What you will do: Print exactly the lines below between the line holding "pub struct MemoryStore" and the line holding "pub fn insert(&self, path: &str, value: Value)", inclusive, and nothing more.

===== Information =====

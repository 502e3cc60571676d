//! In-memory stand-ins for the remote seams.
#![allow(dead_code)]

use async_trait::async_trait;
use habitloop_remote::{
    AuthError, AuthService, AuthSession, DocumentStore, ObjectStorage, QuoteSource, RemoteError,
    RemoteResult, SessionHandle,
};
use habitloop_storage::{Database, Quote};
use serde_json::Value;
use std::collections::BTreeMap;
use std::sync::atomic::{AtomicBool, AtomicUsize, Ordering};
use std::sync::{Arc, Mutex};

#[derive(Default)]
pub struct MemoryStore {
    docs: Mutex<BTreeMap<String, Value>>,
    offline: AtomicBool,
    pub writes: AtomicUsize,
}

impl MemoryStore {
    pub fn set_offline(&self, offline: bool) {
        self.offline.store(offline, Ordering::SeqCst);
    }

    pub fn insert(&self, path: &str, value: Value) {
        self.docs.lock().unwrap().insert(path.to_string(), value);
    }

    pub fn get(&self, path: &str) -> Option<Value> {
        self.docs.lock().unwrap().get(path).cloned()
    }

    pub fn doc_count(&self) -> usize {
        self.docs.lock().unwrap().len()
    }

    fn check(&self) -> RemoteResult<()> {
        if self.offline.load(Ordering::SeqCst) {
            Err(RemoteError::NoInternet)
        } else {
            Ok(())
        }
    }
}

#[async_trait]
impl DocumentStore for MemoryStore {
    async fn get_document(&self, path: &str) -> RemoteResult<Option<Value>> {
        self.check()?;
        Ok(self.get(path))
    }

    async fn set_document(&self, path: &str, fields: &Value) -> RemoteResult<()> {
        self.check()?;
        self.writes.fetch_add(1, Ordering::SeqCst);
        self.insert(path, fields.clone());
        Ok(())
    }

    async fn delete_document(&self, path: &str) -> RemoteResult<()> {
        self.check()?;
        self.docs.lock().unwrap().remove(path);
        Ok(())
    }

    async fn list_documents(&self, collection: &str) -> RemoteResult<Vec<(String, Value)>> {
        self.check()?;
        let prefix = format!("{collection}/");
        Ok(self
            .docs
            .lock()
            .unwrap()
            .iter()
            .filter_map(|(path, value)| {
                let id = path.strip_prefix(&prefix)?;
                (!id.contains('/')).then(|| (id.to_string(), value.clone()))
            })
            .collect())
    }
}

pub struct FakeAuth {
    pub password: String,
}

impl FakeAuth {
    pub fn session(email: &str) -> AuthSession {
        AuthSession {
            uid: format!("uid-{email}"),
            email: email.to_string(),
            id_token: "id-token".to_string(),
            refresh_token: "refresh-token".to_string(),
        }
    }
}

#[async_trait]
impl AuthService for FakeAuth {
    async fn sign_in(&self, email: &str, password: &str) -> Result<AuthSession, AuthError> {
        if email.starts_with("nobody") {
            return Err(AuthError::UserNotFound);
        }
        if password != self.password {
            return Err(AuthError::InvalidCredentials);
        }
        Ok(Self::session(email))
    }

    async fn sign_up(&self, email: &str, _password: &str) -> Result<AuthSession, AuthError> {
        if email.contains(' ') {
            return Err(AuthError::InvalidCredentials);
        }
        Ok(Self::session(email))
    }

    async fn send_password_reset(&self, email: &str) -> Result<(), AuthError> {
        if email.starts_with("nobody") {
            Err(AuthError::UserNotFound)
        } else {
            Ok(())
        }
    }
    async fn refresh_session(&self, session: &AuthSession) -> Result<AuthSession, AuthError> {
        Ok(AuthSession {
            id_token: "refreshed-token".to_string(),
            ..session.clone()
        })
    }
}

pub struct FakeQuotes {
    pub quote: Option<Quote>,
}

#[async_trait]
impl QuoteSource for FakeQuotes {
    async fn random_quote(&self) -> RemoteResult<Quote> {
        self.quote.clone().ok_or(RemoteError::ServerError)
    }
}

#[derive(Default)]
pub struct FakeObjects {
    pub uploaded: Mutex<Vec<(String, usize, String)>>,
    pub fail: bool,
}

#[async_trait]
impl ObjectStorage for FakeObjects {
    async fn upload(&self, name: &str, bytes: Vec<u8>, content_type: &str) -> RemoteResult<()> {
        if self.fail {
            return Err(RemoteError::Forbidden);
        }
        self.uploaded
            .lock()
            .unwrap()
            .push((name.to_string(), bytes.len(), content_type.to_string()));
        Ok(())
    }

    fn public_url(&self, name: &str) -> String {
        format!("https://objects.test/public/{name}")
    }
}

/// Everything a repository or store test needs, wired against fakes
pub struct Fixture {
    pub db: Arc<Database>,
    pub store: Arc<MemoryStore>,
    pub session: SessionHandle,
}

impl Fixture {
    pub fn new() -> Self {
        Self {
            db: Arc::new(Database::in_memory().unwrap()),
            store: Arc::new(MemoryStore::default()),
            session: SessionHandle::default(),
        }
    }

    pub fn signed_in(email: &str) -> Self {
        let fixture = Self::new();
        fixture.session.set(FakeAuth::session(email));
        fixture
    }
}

=====

Solved problem:
pub struct MemoryStore {
    docs: Mutex<BTreeMap<String, Value>>,
    offline: AtomicBool,
    pub writes: AtomicUsize,
}

impl MemoryStore {
    pub fn set_offline(&self, offline: bool) {
        self.offline.store(offline, Ordering::SeqCst);
    }

    pub fn insert(&self, path: &str, value: Value) {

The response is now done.